*** Records for the task Section Begins ***

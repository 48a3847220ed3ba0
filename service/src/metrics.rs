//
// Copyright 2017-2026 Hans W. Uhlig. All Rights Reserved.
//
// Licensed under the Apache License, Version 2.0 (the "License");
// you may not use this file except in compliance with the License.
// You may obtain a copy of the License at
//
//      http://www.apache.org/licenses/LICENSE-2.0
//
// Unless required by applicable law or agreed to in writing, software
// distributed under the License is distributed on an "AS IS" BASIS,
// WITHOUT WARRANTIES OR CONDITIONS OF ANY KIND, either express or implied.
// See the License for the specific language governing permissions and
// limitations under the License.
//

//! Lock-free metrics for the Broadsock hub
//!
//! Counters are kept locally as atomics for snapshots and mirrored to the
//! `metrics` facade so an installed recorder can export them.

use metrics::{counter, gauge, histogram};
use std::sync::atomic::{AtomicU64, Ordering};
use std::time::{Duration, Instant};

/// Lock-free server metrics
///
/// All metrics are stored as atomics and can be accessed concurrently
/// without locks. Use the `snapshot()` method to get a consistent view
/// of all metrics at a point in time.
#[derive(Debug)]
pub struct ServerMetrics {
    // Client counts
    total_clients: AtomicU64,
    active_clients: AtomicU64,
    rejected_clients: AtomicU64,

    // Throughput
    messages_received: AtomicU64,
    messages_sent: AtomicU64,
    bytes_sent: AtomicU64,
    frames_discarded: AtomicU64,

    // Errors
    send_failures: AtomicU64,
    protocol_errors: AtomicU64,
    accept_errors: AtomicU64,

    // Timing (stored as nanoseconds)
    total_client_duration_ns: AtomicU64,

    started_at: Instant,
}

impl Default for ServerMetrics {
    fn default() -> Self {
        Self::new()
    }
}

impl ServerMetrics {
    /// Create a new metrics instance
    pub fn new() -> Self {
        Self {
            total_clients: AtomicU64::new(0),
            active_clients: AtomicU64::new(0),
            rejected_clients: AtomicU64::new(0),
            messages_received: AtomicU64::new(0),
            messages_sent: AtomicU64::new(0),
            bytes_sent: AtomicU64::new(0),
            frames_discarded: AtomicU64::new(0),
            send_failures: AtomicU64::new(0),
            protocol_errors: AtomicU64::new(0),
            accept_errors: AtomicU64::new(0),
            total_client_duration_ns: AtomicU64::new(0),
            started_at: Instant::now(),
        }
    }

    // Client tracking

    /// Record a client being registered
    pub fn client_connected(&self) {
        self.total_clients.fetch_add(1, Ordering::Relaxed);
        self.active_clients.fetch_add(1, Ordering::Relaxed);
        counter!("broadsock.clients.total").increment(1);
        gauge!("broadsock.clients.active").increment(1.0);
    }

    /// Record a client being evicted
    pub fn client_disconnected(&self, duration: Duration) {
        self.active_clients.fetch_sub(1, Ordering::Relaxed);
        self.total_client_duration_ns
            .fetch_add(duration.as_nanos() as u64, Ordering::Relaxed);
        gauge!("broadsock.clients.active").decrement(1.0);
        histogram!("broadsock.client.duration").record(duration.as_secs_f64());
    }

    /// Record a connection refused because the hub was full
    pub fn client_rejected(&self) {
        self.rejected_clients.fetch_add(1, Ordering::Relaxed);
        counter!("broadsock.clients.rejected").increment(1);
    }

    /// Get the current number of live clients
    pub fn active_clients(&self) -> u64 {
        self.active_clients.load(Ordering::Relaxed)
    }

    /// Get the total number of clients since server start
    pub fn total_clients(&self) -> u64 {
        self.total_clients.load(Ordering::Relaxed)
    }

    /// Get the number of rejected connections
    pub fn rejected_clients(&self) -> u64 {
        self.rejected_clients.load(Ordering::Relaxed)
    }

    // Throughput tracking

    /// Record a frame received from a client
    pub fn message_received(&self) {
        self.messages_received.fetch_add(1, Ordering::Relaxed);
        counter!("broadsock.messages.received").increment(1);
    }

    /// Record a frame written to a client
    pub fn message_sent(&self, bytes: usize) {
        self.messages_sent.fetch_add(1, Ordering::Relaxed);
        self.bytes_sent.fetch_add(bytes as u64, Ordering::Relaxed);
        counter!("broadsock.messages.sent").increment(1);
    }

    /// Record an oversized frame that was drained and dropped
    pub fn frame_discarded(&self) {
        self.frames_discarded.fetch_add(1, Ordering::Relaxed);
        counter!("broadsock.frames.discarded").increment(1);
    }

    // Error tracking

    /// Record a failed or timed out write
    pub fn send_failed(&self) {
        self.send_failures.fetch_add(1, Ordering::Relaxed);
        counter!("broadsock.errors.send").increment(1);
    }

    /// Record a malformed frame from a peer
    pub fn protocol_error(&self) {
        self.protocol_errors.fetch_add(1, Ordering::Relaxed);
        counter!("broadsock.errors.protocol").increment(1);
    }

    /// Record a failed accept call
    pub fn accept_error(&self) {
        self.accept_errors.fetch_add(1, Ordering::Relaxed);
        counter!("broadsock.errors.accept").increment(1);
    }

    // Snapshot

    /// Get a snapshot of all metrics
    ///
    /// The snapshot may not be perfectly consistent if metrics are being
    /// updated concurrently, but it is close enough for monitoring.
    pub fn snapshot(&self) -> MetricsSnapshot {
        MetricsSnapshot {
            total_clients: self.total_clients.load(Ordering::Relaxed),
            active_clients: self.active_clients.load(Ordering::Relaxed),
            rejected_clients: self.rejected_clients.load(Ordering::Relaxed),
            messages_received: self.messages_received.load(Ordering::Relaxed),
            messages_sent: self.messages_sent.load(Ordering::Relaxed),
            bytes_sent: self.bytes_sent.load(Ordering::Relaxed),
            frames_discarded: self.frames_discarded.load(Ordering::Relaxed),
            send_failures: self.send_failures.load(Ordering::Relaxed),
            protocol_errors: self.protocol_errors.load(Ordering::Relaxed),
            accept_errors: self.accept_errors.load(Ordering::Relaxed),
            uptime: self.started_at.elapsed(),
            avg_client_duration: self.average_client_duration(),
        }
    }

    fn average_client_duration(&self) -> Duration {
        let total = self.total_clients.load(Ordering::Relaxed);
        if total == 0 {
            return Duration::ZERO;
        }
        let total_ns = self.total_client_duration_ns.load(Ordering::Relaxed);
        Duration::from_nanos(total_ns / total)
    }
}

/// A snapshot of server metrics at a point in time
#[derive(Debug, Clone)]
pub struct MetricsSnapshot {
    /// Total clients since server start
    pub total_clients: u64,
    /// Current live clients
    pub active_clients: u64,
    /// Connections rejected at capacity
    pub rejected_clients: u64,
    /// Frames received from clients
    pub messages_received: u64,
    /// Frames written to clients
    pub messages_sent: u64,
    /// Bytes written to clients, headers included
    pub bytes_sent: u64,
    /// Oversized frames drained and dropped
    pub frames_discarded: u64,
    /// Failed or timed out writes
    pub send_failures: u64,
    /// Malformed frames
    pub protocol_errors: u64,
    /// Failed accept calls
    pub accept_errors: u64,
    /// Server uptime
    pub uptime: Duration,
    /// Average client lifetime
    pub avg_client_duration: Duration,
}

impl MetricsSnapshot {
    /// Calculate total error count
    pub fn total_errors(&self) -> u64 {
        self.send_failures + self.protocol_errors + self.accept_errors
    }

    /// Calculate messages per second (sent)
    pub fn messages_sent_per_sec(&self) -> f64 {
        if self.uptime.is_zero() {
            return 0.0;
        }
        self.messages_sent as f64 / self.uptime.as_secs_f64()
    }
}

*** Records for the task Section Ends ***

Task directions - Your answer must consist solely of the lines from the one containing "Failed accept calls" through the last line of the entries, reproduced exactly.

Problem solution -
    /// Failed accept calls
    pub accept_errors: u64,
    /// Server uptime
    pub uptime: Duration,
    /// Average client lifetime
    pub avg_client_duration: Duration,
}

impl MetricsSnapshot {
    /// Calculate total error count
    pub fn total_errors(&self) -> u64 {
        self.send_failures + self.protocol_errors + self.accept_errors
    }

    /// Calculate messages per second (sent)
    pub fn messages_sent_per_sec(&self) -> f64 {
        if self.uptime.is_zero() {
            return 0.0;
        }
        self.messages_sent as f64 / self.uptime.as_secs_f64()
    }
}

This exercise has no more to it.